Eventually, when I was moved to another ward, I began to remember the faces but no names and the worst thing was that I could not talk, more like baby talk. The doctors thought I could go home in a few days, but Wayne told them that he doesn't want to take me home because he knew that something worse had happened. The doctors thought I would be able to speak soon and remember things. But Wayne was also afraid that perhaps I might try to kill myself, since many people who have brain strokes want to die, so I had to stay in the hospital for another three weeks.
And depression came to visit me. "Hello, Bil, my name is Depression and you will be my friend for the rest of your life."

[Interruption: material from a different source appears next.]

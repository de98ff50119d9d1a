mod settings;

pub use settings::{AgentConfig, Config, DownloadConfig, FetchConfig, EXAMPLE_CONFIG};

It is very important to all brain injury patients to learn about that. You can do one of two things; welcome to the depression and become a vegetable or say good bye to the depression and learn to laugh again. I had been feeling terrible because I couldn't talk and tried to say things but made no sense and I was angry and started shouting and I wanted to cry. Wayne and my sister Flora started to cry and left the room, and Randy just stayed there and held my hands and tried to tell me what my problem was. At that moment, feeling so sad for them, I told myself that I WILL NOT MAKE THEM GET DEPRESSED, AND I WILL MAKE THEM LAUGH!
Well, guess God was listening to me, because since I tried to make people laugh and they did, I wrote this on my mind, "Forget depression and learn to laugh.
"Laugh! Wow, I learned a new word and a new world. Of course, sometimes I was saying things, which I didn't understand, yet they knew that I was making many mistakes with words. I guess many people who have brain injuries say things that they don't understand, like foul language. The nurses looked at me sometimes and would say, "That's not nice, Bil" with their laugh, because I had used a bad-bad word. Hey even I made that old, serious, non-smiling neuro-surgeon Rifkinson made to laugh.
Since I had to stay in the hospital, I became the adventurer again, woke up early and went out of the ward and looking all over the wards and the long corridors and trying to get coffee from the cafeteria or machines. That's where I learned that I was not doing well at all, because I tried to buy coffee from the machine and I didn't know what I had to do with the buttons and didn't understand the words. I would buy the newspaper and look at the words while I was having breakfast in my ward and didn't understand what they were saying.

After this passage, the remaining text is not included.